**Problem description**
Reading through the lines below, count those that include the string "File"; the answer is that number and nothing else.

──────────────────────────────

#[cfg(test)]
mod tests {
    use std::cell::Cell;

    use super::*;
    use crate::entry::DisambiguationOption;

    struct Succeed;

    impl FeatureHandler for Succeed {
        fn name(&self) -> &str {
            "wikipedia"
        }

        fn apply(&self, entry: &Entry) -> Result<FeatureOutcome, FeatureError> {
            assert_eq!(entry.status, Status::Processing);
            let mut updated = entry.clone();
            updated.description_html = Some(format!("<p>{}</p>", entry.term));
            Ok(FeatureOutcome::Applied(updated))
        }
    }

    /// Fails on the first `n` calls, then succeeds.
    struct FlakyThenOk(Cell<usize>);

    impl FeatureHandler for FlakyThenOk {
        fn name(&self) -> &str {
            "wikipedia"
        }

        fn apply(&self, entry: &Entry) -> Result<FeatureOutcome, FeatureError> {
            if self.0.get() > 0 {
                self.0.set(self.0.get() - 1);
                return Err(FeatureError("timeout".into()));
            }
            Ok(FeatureOutcome::Applied(entry.clone()))
        }
    }

    struct SkipAll;

    impl FeatureHandler for SkipAll {
        fn name(&self) -> &str {
            "images"
        }

        fn apply(&self, _: &Entry) -> Result<FeatureOutcome, FeatureError> {
            Ok(FeatureOutcome::Skipped("no image".into()))
        }
    }

    fn encyclopedia(n: usize) -> Encyclopedia {
        let mut enc = Encyclopedia::new("Test");
        enc.entries = (0..n)
            .map(|i| {
                let mut e = Entry::new(format!("term {}", i));
                e.id = format!("term_{}", i);
                e
            })
            .collect();
        enc
    }

    #[test]
    fn five_entries_in_three_batches() {
        let mut enc = encyclopedia(5);
        let reports: Vec<BatchReport> = (0..3)
            .map(|_| process_batch(&mut enc, &Succeed, 2, true))
            .collect();
        assert_eq!(
            reports.iter().map(|r| r.processed).collect::<Vec<_>>(),
            vec![2, 2, 1]
        );
        assert!(enc
            .entries
            .iter()
            .all(|e| e.has_feature("wikipedia") && e.status == Status::Processed));
        assert_eq!(enc.metadata.feature_counts["wikipedia"], 5);
        assert_eq!(enc.metadata.global_version, 4);

        let fourth = process_batch(&mut enc, &Succeed, 2, true);
        assert!(fourth.is_empty());
        assert_eq!(fourth.processed, 0);
        assert_eq!(fourth.remaining, 0);
        assert_eq!(enc.metadata.global_version, 4);
    }

    #[test]
    fn each_entry_processed_once() {
        let mut enc = encyclopedia(7);
        for _ in 0..3 {
            process_batch(&mut enc, &Succeed, 3, true);
        }
        for e in &enc.entries {
            let added = e
                .history()
                .iter()
                .filter(|r| r.action == HistoryAction::AddedFeature)
                .count();
            assert_eq!(added, 1, "{}", e.term);
            assert_eq!(e.version(), 2);
        }
    }

    #[test]
    fn failure_reverts_and_retries() {
        let mut enc = encyclopedia(3);
        let handler = FlakyThenOk(Cell::new(1));
        let report = process_batch(&mut enc, &handler, 2, true);
        assert_eq!((report.processed, report.failed), (1, 1));
        assert_eq!(report.remaining, 2);

        let failed = &enc.entries[0];
        assert_eq!(failed.status, Status::Unprocessed);
        assert!(!failed.has_feature("wikipedia"));
        let record = failed.history().last().unwrap();
        assert_eq!(record.action, HistoryAction::FeatureFailed);
        assert_eq!(record.changes["error"], "timeout");
        assert_eq!(next_unprocessed(&enc).unwrap().id, "term_0");

        process_batch(&mut enc, &handler, 2, true);
        assert!(enc.entries.iter().all(|e| e.status == Status::Processed));
    }

    #[test]
    fn skipped_entries_leave_resume() {
        let mut enc = encyclopedia(2);
        let report = process_batch(&mut enc, &SkipAll, 10, true);
        assert_eq!(report.skipped, 2);
        assert!(enc.entries.iter().all(|e| e.status == Status::Skipped));
        assert!(process_batch(&mut enc, &SkipAll, 10, true).is_empty());
        assert_eq!(enc.metadata.feature_counts["images"], 0);
    }

    #[test]
    fn skip_is_per_feature() {
        let mut enc = encyclopedia(2);
        process_batch(&mut enc, &Succeed, 1, true);
        process_batch(&mut enc, &SkipAll, 10, true);
        assert_eq!(enc.entries[0].status, Status::Processed);
        assert_eq!(enc.entries[1].status, Status::Skipped);

        let report = process_batch(&mut enc, &Succeed, 10, true);
        assert_eq!(report.processed, 1);
        assert_eq!(enc.entries[1].status, Status::Processed);
        assert_eq!(remaining(&enc, "images"), 0);
    }

    #[test]
    fn unhide_forgets_skips() {
        let mut enc = encyclopedia(1);
        process_batch(&mut enc, &SkipAll, 10, true);
        hide(&mut enc, "term_0", HideReason::UserSelected).unwrap();
        unhide(&mut enc, "term_0").unwrap();
        assert_eq!(remaining(&enc, "images"), 1);
    }

    #[test]
    fn options_found_by_a_batch_are_persisted() {
        use crate::lookup::{LookupResult, MapLookup};
        use crate::state::WikipediaFeature;

        let option = DisambiguationOption {
            label: "Mercury (planet)".into(),
            url: "https://en.wikipedia.org/wiki/Mercury_(planet)".into(),
        };
        let lookup = MapLookup::new().with_result(
            "Mercury",
            LookupResult {
                title: "Mercury".into(),
                wikipedia_url: Some("https://en.wikipedia.org/wiki/Mercury".into()),
                is_disambiguation: true,
                disambiguation_options: vec![option.clone()],
                ..Default::default()
            },
        );
        let mut enc = Encyclopedia::new("Planets");
        let mut e = Entry::new("Mercury");
        e.id = "Mercury".into();
        e.category = Some(Category::GeneralTerm);
        enc.entries.push(e);

        let report = process_batch(&mut enc, &WikipediaFeature::new(lookup), 10, true);
        assert_eq!(report.processed, 1);
        assert_eq!(
            enc.entries[0].history().last().unwrap().changes["fields"],
            serde_json::json!(["wikipedia_url", "disambiguation_options"])
        );

        let reloaded = io::parse(&crate::render::render(&enc)).unwrap();
        assert_eq!(reloaded.entries[0].disambiguation_options, vec![option]);
        assert_eq!(reloaded.entries[0], enc.entries[0]);
    }

    #[test]
    fn image_link_is_persisted() {
        use crate::lookup::{LookupResult, MapLookup};
        use crate::state::ImagesFeature;

        let lookup = MapLookup::new().with_result(
            "Albedo",
            LookupResult {
                title: "Albedo".into(),
                image_url: Some("https://en.wikipedia.org/wiki/File:Albedo-e_hg.svg".into()),
                ..Default::default()
            },
        );
        let mut enc = encyclopedia(1);
        enc.entries[0].wikipedia_url = Some("https://en.wikipedia.org/wiki/Albedo".into());

        let report = process_batch(&mut enc, &ImagesFeature::new(lookup), 10, true);
        assert_eq!(report.processed, 1);
        assert!(enc.entries[0].has_feature("images"));

        let reloaded = io::parse(&crate::render::render(&enc)).unwrap();
        assert_eq!(
            reloaded.entries[0].image_url.as_deref(),
            Some("https://en.wikipedia.org/wiki/File:Albedo-e_hg.svg")
        );
        assert_eq!(reloaded.entries[0], enc.entries[0]);
    }

    #[test]
    fn no_resume_reprocesses() {
        let mut enc = encyclopedia(2);
        process_batch(&mut enc, &Succeed, 10, true);
        let report = process_batch(&mut enc, &Succeed, 10, false);
        assert_eq!(report.processed, 2);
        assert!(enc.entries.iter().all(|e| e.version() == 3));
    }

    #[test]
    fn hidden_entries_are_never_selected() {
        let mut enc = encyclopedia(2);
        hide(&mut enc, "term_0", HideReason::UserSelected).unwrap();
        let report = process_batch(&mut enc, &Succeed, 10, false);
        assert_eq!(report.processed, 1);
        assert!(!enc.entries[0].has_feature("wikipedia"));
    }

    #[test]
    fn batch_records_session() {
        let mut enc = encyclopedia(3);
        process_batch(&mut enc, &Succeed, 2, true);
        let session = enc.metadata.last_session.as_ref().unwrap();
        assert_eq!(session.entries_processed, 2);
        assert_eq!(session.last_entry_id.as_deref(), Some("term_1"));
    }

    #[test]
    fn progress_report() {
        let mut enc = encyclopedia(4);
        process_batch(&mut enc, &Succeed, 1, true);
        hide(&mut enc, "term_3", HideReason::GeneralTerm).unwrap();
        let p = progress(&enc, "wikipedia");
        assert_eq!((p.done, p.total, p.remaining), (1, 4, 2));
        assert_eq!(p.to_string(), "wikipedia: 1/4 (25.0%), 2 remaining");
    }

    #[test]
    fn hide_and_unhide() {
        let mut enc = encyclopedia(1);
        let before = enc.entries[0].history().to_vec();
        hide(&mut enc, "term_0", HideReason::FalseWikipedia).unwrap();
        let e = &enc.entries[0];
        assert_eq!(e.status, Status::Hidden);
        assert_eq!(e.history().len(), before.len() + 1);
        assert_eq!(&e.history()[..before.len()], &before[..]);
        assert!(next_unprocessed(&enc).is_none());
        assert!(hide(&mut enc, "term_0", HideReason::UserSelected).is_err());

        unhide(&mut enc, "term_0").unwrap();
        assert_eq!(enc.entries[0].status, Status::Unprocessed);
        assert_eq!(enc.entries[0].hide_reason, None);
        assert_eq!(enc.entries[0].version(), 3);
        assert!(matches!(
            unhide(&mut enc, "term_0"),
            Err(Error::InvalidTransition(_))
        ));
        assert!(matches!(unhide(&mut enc, "nope"), Err(Error::UnknownEntry(_))));

        let kinds: Vec<ActionKind> = enc.metadata.actions.iter().map(|a| a.action).collect();
        assert_eq!(kinds, vec![ActionKind::Hide, ActionKind::Unhide]);
    }

    #[test]
    fn disambiguation_selection() {
        let mut enc = encyclopedia(2);
        {
            let e = &mut enc.entries[0];
            e.category = Some(Category::Disambiguation);
            e.disambiguation_options = ["a", "b", "c"]
                .iter()
                .map(|l| DisambiguationOption {
                    label: l.to_string(),
                    url: format!("https://en.wikipedia.org/wiki/{}", l),
                })
                .collect();
        }
        let pick = |l: &str| format!("https://en.wikipedia.org/wiki/{}", l);

        select_disambiguation(&mut enc, "term_0", &[pick("c"), pick("a")]).unwrap();
        assert_eq!(enc.entries[0].selected_options, vec![pick("a"), pick("c")]);
        assert_eq!(enc.entries[0].version(), 2);

        assert!(select_disambiguation(&mut enc, "term_0", &[pick("z")]).is_err());
        assert!(select_disambiguation(&mut enc, "term_1", &[]).is_err());
        assert_eq!(enc.entries[0].version(), 2);
    }
}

──────────────────────────────

**Solution**
2